Elections 2020 : Tsai Ing-wen en tête. Fortes incertitudes pour les législatives

A moins de trois mois du scrutin présidentiel du 11 janvier 2020, la candidature, le 13 novembre, du vétéran James Soong, 76 ans, porte avec Tsai Ing-wen la présidente et Han Kuo-yu son opposant du KMT, le nombre de prétendants officiels à trois. L’annonce vient après les abandons de Terry Gou, le fondateur de Foxconn, le 16 septembre et celui d’Annette Lu, le 2 novembre.

Ko Wen-je, le maire de Taipei a aussi jeté l’éponge, mais, pour les législatives organisées en même temps que la présidentielle, il a demandé à Terry Gou d’être la tête de liste de son « Parti du peuple taïwanais » qu’il vient de créer.

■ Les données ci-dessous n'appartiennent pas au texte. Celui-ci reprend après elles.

#[cfg(test)]
mod test {
    use std::collections::BTreeMap;
    use std::path::PathBuf;
    use std::sync::Arc;
    use std::time::Duration;

    use uuid::Uuid;

    use super::{ActivityLog, StewardConfig, StewardDaemon, ACTIVITY_CAPACITY, MAX_LOG_TAIL};
    use crate::managers::credentials::{AppCredentials, CredentialStoreError};
    use crate::managers::deployment::{DeploymentOutcome, DeploymentRequest};
    use crate::managers::instance::{FieldMap, InstanceStatus};
    use crate::managers::manifest::ManifestCatalog;
    use crate::managers::proxy::{HealthStatus, ProxyError};
    use crate::managers::runtime::{ContainerInfo, LogTail, NetworkStats};
    use crate::managers::steward::{AutoDeploy, Steward, StewardError};
    use crate::managers::teardown::TeardownError;
    use crate::utils::test_utilities::{
        create_example_instance, create_example_manifest, create_example_proxy_uri,
        MockContainerRuntime, MockCredentialStore, MockProxyProbe,
    };

    fn create_steward(
        probe: Option<MockProxyProbe>,
        runtime: Option<MockContainerRuntime>,
        credentials: Option<MockCredentialStore>,
    ) -> StewardDaemon {
        let manifests = ManifestCatalog::new(BTreeMap::from([(
            String::from("test"),
            create_example_manifest(),
        )]))
        .unwrap();
        StewardDaemon::new(
            manifests,
            Box::new(probe.unwrap_or_default()),
            Arc::new(runtime.unwrap_or_default()),
            Arc::new(credentials.unwrap_or_default()),
            StewardConfig {
                data_root: PathBuf::from("/srv/steward/.data"),
                tunnel_image: String::from("xjasonlyu/tun2socks:latest"),
                auto_deploy_configured: false,
            },
        )
    }

    fn healthy_probe() -> MockProxyProbe {
        let mut probe = MockProxyProbe::new();
        probe
            .expect_test_connectivity()
            .returning(|_| Ok(Duration::from_millis(10)));
        probe
    }

    fn running(name: &str) -> ContainerInfo {
        ContainerInfo {
            id: format!("{name}-id"),
            name: name.to_string(),
            image: String::from("example/app:latest"),
            status: String::from("Up 1 hour"),
            state: String::from("running"),
            published_ports: vec![],
        }
    }

    fn deploying_runtime() -> MockContainerRuntime {
        let mut runtime = MockContainerRuntime::new();
        runtime.expect_pull().returning(|_| Ok(()));
        runtime.expect_network_create().returning(|_| Ok(()));
        runtime.expect_list().returning(|| Ok(vec![]));
        runtime
            .expect_run()
            .returning(|spec| Ok(format!("{}-id", spec.name)));
        runtime.expect_stop().returning(|_| Ok(()));
        runtime.expect_remove().returning(|_| Ok(()));
        runtime.expect_network_remove().returning(|_| Ok(()));
        runtime
    }

    fn stored_credentials() -> MockCredentialStore {
        let mut credentials = MockCredentialStore::new();
        credentials.expect_save().returning(|_| Ok(()));
        credentials
            .expect_list_configured_app_ids()
            .returning(|| Ok(vec![String::from("test")]));
        credentials.expect_load().returning(|app_id| {
            Ok(AppCredentials {
                app_id: app_id.to_string(),
                device_name: String::from("box"),
                fields: FieldMap::new(),
            })
        });
        credentials
    }

    fn local_request() -> DeploymentRequest {
        DeploymentRequest {
            app_id: String::from("test"),
            device_name: String::from("box"),
            fields: FieldMap::new(),
            proxy_id: None,
        }
    }

    #[tokio::test]
    async fn add_healthy_proxy_deploys_configured_apps() {
        let steward = create_steward(
            Some(healthy_probe()),
            Some(deploying_runtime()),
            Some(stored_credentials()),
        );

        let added = steward
            .add_proxy(create_example_proxy_uri(), AutoDeploy::Configured)
            .await
            .unwrap();

        assert_eq!(added.overview.health.status, HealthStatus::Healthy);
        assert_eq!(added.deployments.len(), 1);
        assert!(matches!(
            added.deployments[0].outcome,
            DeploymentOutcome::Deployed(_)
        ));
        assert_eq!(added.overview.instances_count, 1);
        assert_eq!(steward.list_proxies()[0].instances_count, 1);
    }

    #[tokio::test]
    async fn add_unhealthy_proxy_skips_deployment() {
        let mut probe = MockProxyProbe::new();
        probe
            .expect_test_connectivity()
            .returning(|_| Err(ProxyError::BadStatus(502)));
        let mut runtime = MockContainerRuntime::new();
        runtime.expect_run().never();
        let steward = create_steward(Some(probe), Some(runtime), Some(stored_credentials()));

        let added = steward
            .add_proxy(create_example_proxy_uri(), AutoDeploy::Configured)
            .await
            .unwrap();

        assert_eq!(added.overview.health.status, HealthStatus::Unhealthy);
        assert!(added.deployments.is_empty());
        assert_eq!(steward.list_proxies().len(), 1);
    }

    #[tokio::test]
    async fn add_malformed_proxy() {
        let steward = create_steward(None, None, None);
        assert!(matches!(
            steward.add_proxy("garbage", AutoDeploy::Nothing).await,
            Err(StewardError::Proxy(ProxyError::InvalidFormat { .. }))
        ));
    }

    #[tokio::test]
    async fn test_proxy_reports_failed_health() {
        let mut probe = MockProxyProbe::new();
        probe
            .expect_test_connectivity()
            .returning(|_| Err(ProxyError::ConnectFailed(String::from("timeout"))));
        let steward = create_steward(Some(probe), None, None);
        let added = steward
            .add_proxy(create_example_proxy_uri(), AutoDeploy::Nothing)
            .await
            .unwrap();

        let health = steward.test_proxy(&added.overview.proxy.id).await.unwrap();
        assert_eq!(health.status, HealthStatus::Unhealthy);

        let unknown = Uuid::new_v4();
        assert_eq!(
            steward.test_proxy(&unknown).await,
            Err(StewardError::Proxy(ProxyError::NotFound(unknown)))
        );
    }

    #[tokio::test]
    async fn list_instances_filters_by_app_and_proxy() {
        let steward = create_steward(
            Some(healthy_probe()),
            Some(deploying_runtime()),
            Some(stored_credentials()),
        );
        let local = steward.deploy_app(local_request()).await.unwrap();
        let added = steward
            .add_proxy(create_example_proxy_uri(), AutoDeploy::Configured)
            .await
            .unwrap();
        let proxy_id = added.overview.proxy.id;

        assert_eq!(steward.list_instances(None, None).len(), 2);
        assert_eq!(steward.list_instances(Some(String::from("test")), None).len(), 2);
        assert_eq!(steward.list_instances(Some(String::from("other")), None).len(), 0);
        let proxied = steward.list_instances(None, Some(proxy_id));
        assert_eq!(proxied.len(), 1);
        assert_ne!(proxied[0].id, local.id);
        assert_eq!(steward.list_instances(Some(String::from("test")), Some(proxy_id)), proxied);
    }

    #[tokio::test]
    async fn teardown_through_steward() {
        let steward = create_steward(
            Some(healthy_probe()),
            Some(deploying_runtime()),
            Some(stored_credentials()),
        );
        let added = steward
            .add_proxy(create_example_proxy_uri(), AutoDeploy::Configured)
            .await
            .unwrap();
        let proxy_id = added.overview.proxy.id;

        let preview = steward.inspect_proxy_removal(&proxy_id).unwrap();
        assert_eq!(preview.dependents.len(), 1);
        let report = steward.confirm_proxy_removal(&proxy_id).await.unwrap();
        assert_eq!(report.removed_instances.len(), 1);
        assert!(steward.list_instances(None, None).is_empty());
        assert!(steward.list_proxies().is_empty());
        assert_eq!(
            steward.confirm_proxy_removal(&proxy_id).await,
            Err(StewardError::Teardown(TeardownError::Proxy(
                ProxyError::NotFound(proxy_id)
            )))
        );
    }

    #[tokio::test]
    async fn remove_app_removes_instances_and_credentials() {
        let mut credentials = stored_credentials();
        credentials
            .expect_delete()
            .times(1)
            .returning(|_| Err(CredentialStoreError::NotFound(String::from("test"))));
        let steward = create_steward(
            Some(healthy_probe()),
            Some(deploying_runtime()),
            Some(credentials),
        );
        let local = steward.deploy_app(local_request()).await.unwrap();

        assert_eq!(steward.remove_app("test").await, Ok(vec![local.id]));
        assert!(steward.list_instances(Some(String::from("test")), None).is_empty());
    }

    #[tokio::test]
    async fn remove_missing_instance() {
        let steward = create_steward(None, None, None);
        assert!(matches!(
            steward.remove_instance("missing").await,
            Err(StewardError::Instance(_))
        ));
    }

    #[tokio::test]
    async fn log_tail_defaults_and_bounds() {
        let mut runtime = MockContainerRuntime::new();
        runtime
            .expect_logs()
            .withf(|_, tail| *tail == LogTail::Lines(300))
            .times(1)
            .returning(|_, _| Ok(String::from("default")));
        runtime
            .expect_logs()
            .withf(|_, tail| *tail == LogTail::Lines(MAX_LOG_TAIL))
            .times(1)
            .returning(|_, _| Ok(String::from("clamped")));
        runtime
            .expect_logs()
            .withf(|_, tail| *tail == LogTail::All)
            .times(1)
            .returning(|_, _| Ok(String::from("all")));
        let steward = create_steward(None, Some(runtime), None);

        assert_eq!(steward.container_logs("c", None).await.unwrap(), "default");
        assert_eq!(
            steward.container_logs("c", Some(50_000)).await.unwrap(),
            "clamped"
        );
        assert_eq!(steward.container_logs("c", Some(0)).await.unwrap(), "all");
    }

    #[tokio::test]
    async fn dashboard_counts_and_traffic() {
        let mut runtime = MockContainerRuntime::new();
        runtime.expect_pull().returning(|_| Ok(()));
        runtime
            .expect_run()
            .returning(|spec| Ok(format!("{}-id", spec.name)));
        runtime.expect_list().returning(|| {
            let mut stopped = running("box_other_proxy");
            stopped.state = String::from("exited");
            Ok(vec![running("box_test_local"), running("unrelated"), stopped])
        });
        runtime.expect_network_stats().returning(|names| {
            Ok(names
                .iter()
                .map(|name| {
                    (
                        name.clone(),
                        NetworkStats {
                            rx_bytes: 1200,
                            tx_bytes: 3400,
                        },
                    )
                })
                .collect())
        });
        runtime.expect_start_time().returning(|_| Ok(None));
        let steward = create_steward(None, Some(runtime), Some(stored_credentials()));
        let local = steward.deploy_app(local_request()).await.unwrap();
        let proxy = steward.proxies.add(create_example_proxy_uri()).unwrap();
        let mut newer = create_example_instance("other", Some(proxy.id));
        newer.container_name = String::from("box_other_proxy");
        newer.created_at = local.created_at + chrono::Duration::hours(1);
        steward.instances.add(newer.clone()).unwrap();

        let dashboard = steward.dashboard().await.unwrap();

        assert_eq!(dashboard.containers_total, 3);
        assert_eq!(dashboard.proxies_total, 1);
        assert_eq!(dashboard.proxies_unknown, 1);
        assert_eq!(dashboard.proxies_healthy, 0);
        assert_eq!(dashboard.instances_total, 2);
        assert_eq!(dashboard.instances_running, 1);
        assert_eq!(dashboard.instances_stopped, 1);
        assert_eq!(dashboard.recent_instances, vec![newer, local]);
        assert_eq!(dashboard.traffic.len(), 1);
        assert_eq!(dashboard.traffic[0].stats.rx_bytes, 1200);
        assert!(dashboard
            .recent_activity
            .iter()
            .any(|activity| activity.message.starts_with("Deployed test")));
    }

    #[tokio::test]
    async fn refresh_statuses_follows_runtime() {
        let mut runtime = MockContainerRuntime::new();
        runtime.expect_pull().returning(|_| Ok(()));
        runtime
            .expect_run()
            .returning(|spec| Ok(format!("{}-id", spec.name)));
        runtime.expect_list().returning(|| {
            let mut container = running("box_test_local");
            container.state = String::from("exited");
            Ok(vec![container])
        });
        let steward = create_steward(None, Some(runtime), Some(stored_credentials()));
        let instance = steward.deploy_app(local_request()).await.unwrap();

        assert_eq!(steward.refresh_statuses().await, Ok(1));
        assert_eq!(
            steward.list_instances(None, None)[0].status,
            InstanceStatus::Stopped
        );
        assert_eq!(steward.refresh_statuses().await, Ok(0));
        assert_eq!(instance.status, InstanceStatus::Running);
    }

    #[test]
    fn activity_log_keeps_latest_entries() {
        let log = ActivityLog::default();
        for index in 0..(ACTIVITY_CAPACITY + 5) {
            log.record(format!("event {index}"));
        }
        let recent = log.recent();
        assert_eq!(recent.len(), ACTIVITY_CAPACITY);
        assert_eq!(recent[0].message, format!("event {}", ACTIVITY_CAPACITY + 4));
        assert_eq!(recent[ACTIVITY_CAPACITY - 1].message, "event 5");
    }
}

Les colistiers des 3 candidats sont également connus : il s’agit de William Lai, 賴 清 德 – Lai Qing De -, colistier de Tsai qui fut son ancien premier ministre, battu par elle à la nomination du DPP ; de Chang San-cheng (Simon Chang 張善政 – Zhang Shanzheng), ingénieur en génie civil, diplômé de l’Université de Taïwan et de Stanford, éphémère premier ministre de Ma Yin-jeou (fevrier à mai 2016), ancien ministre de l’industrie, colistier de Han Kuo-yu ; et Sandra Yu 余湘 – Yu Xiang – femme d’affaires issue de la société civile ancienne présidente de l’agence de publicité United Communications Group, colistière de James Soong.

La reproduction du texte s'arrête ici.